Data to examine =>
───

use once_cell::sync::Lazy;
use serde::Deserialize;
use serde_json::{Map, Value, json};

use super::GenerateError;
use crate::adaptive::{AdaptiveCard, ColumnWidth, ContainerStyle, Element};
use crate::builder::{ActionSpec, CardBuilder};
use crate::data_connector::{DataConnector, scalar_text};
use crate::element_factory::{ElementFactory, TextOptions};
use crate::error::{CardError, CardResult};
use crate::layout::LayoutHelper;
use crate::templates::{FormField, NotificationLevel, TemplateFactory};

/// A card-building call selected by the model.
#[derive(Debug, Clone, PartialEq, Deserialize)]
#[serde(tag = "name", content = "arguments")]
pub enum CardRequest {
    #[serde(rename = "create_notification_card")]
    Notification(NotificationArgs),
    #[serde(rename = "create_form_card")]
    Form(FormArgs),
    #[serde(rename = "create_article_card")]
    Article(ArticleArgs),
    #[serde(rename = "create_dashboard_card")]
    Dashboard(DashboardArgs),
    #[serde(rename = "create_confirmation_card")]
    Confirmation(ConfirmationArgs),
    #[serde(rename = "create_custom_card")]
    Custom(CustomArgs),
    #[serde(rename = "visualize_data")]
    VisualizeData(VisualizeArgs),
}

#[derive(Debug, Clone, PartialEq, Deserialize)]
pub struct NotificationArgs {
    pub title: String,
    pub message: String,
    #[serde(default)]
    pub level: Option<NotificationLevel>,
    #[serde(default)]
    pub icon_url: Option<String>,
    #[serde(default)]
    pub action_url: Option<String>,
}

#[derive(Debug, Clone, PartialEq, Deserialize)]
pub struct FormArgs {
    pub title: String,
    pub fields: Vec<FormField>,
    #[serde(default)]
    pub submit_label: Option<String>,
    #[serde(default)]
    pub subtitle: Option<String>,
}

#[derive(Debug, Clone, PartialEq, Deserialize)]
pub struct ArticleArgs {
    pub title: String,
    pub content: String,
    #[serde(default)]
    pub image_url: Option<String>,
    #[serde(default)]
    pub author: Option<String>,
    #[serde(default)]
    pub date: Option<String>,
    #[serde(default)]
    pub action_url: Option<String>,
}

#[derive(Debug, Clone, PartialEq, Deserialize)]
pub struct DashboardArgs {
    pub title: String,
    pub metrics: Map<String, Value>,
    #[serde(default)]
    pub description: Option<String>,
    #[serde(default)]
    pub chart_image_url: Option<String>,
}

#[derive(Debug, Clone, PartialEq, Deserialize)]
pub struct ConfirmationArgs {
    pub title: String,
    pub message: String,
    #[serde(default)]
    pub confirm_button_text: Option<String>,
    #[serde(default)]
    pub cancel_button_text: Option<String>,
}

#[derive(Debug, Clone, PartialEq, Deserialize)]
pub struct CustomArgs {
    pub elements: Vec<CustomElement>,
    #[serde(default)]
    pub actions: Vec<ActionSpec>,
}

#[derive(Debug, Clone, PartialEq, Deserialize)]
#[serde(tag = "type", content = "content", rename_all = "snake_case")]
pub enum CustomElement {
    Heading {
        text: String,
        #[serde(default)]
        level: Option<i64>,
    },
    Text {
        text: String,
        #[serde(default)]
        is_subtle: bool,
    },
    Image {
        url: String,
        alt_text: String,
    },
    FactSet {
        facts: Map<String, Value>,
    },
    Container {
        #[serde(default)]
        items: Vec<CustomElement>,
        #[serde(default)]
        style: Option<ContainerStyle>,
    },
    ColumnSet {
        columns: Vec<Vec<CustomElement>>,
    },
}

impl CustomElement {
    fn build(&self) -> CardResult<Element> {
        Ok(match self {
            CustomElement::Heading { text, level } => {
                ElementFactory::create_heading(text, level.unwrap_or(1))?.into()
            }
            CustomElement::Text { text, is_subtle } => {
                let options = if *is_subtle {
                    TextOptions::default().subtle()
                } else {
                    TextOptions::default()
                };
                ElementFactory::create_text(text, options)?.into()
            }
            CustomElement::Image { url, alt_text } => {
                ElementFactory::create_image(url, alt_text, None, None)?.into()
            }
            CustomElement::FactSet { facts } => DataConnector::create_fact_set(
                facts.iter().map(|(key, value)| (key.clone(), scalar_text(value))),
            )
            .into(),
            CustomElement::Container { items, style } => {
                LayoutHelper::create_container(build_all(items)?, *style, None, false).into()
            }
            CustomElement::ColumnSet { columns } => LayoutHelper::create_equal_columns(
                columns.iter().map(|items| build_all(items)).collect::<CardResult<_>>()?,
            )?
            .into(),
        })
    }
}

───

What to do =>
Return every line from the entries that holds the string "crate".

Answer space =>
use crate::adaptive::{AdaptiveCard, ColumnWidth, ContainerStyle, Element};
use crate::builder::{ActionSpec, CardBuilder};
use crate::data_connector::{DataConnector, scalar_text};
use crate::element_factory::{ElementFactory, TextOptions};
use crate::error::{CardError, CardResult};
use crate::layout::LayoutHelper;
use crate::templates::{FormField, NotificationLevel, TemplateFactory};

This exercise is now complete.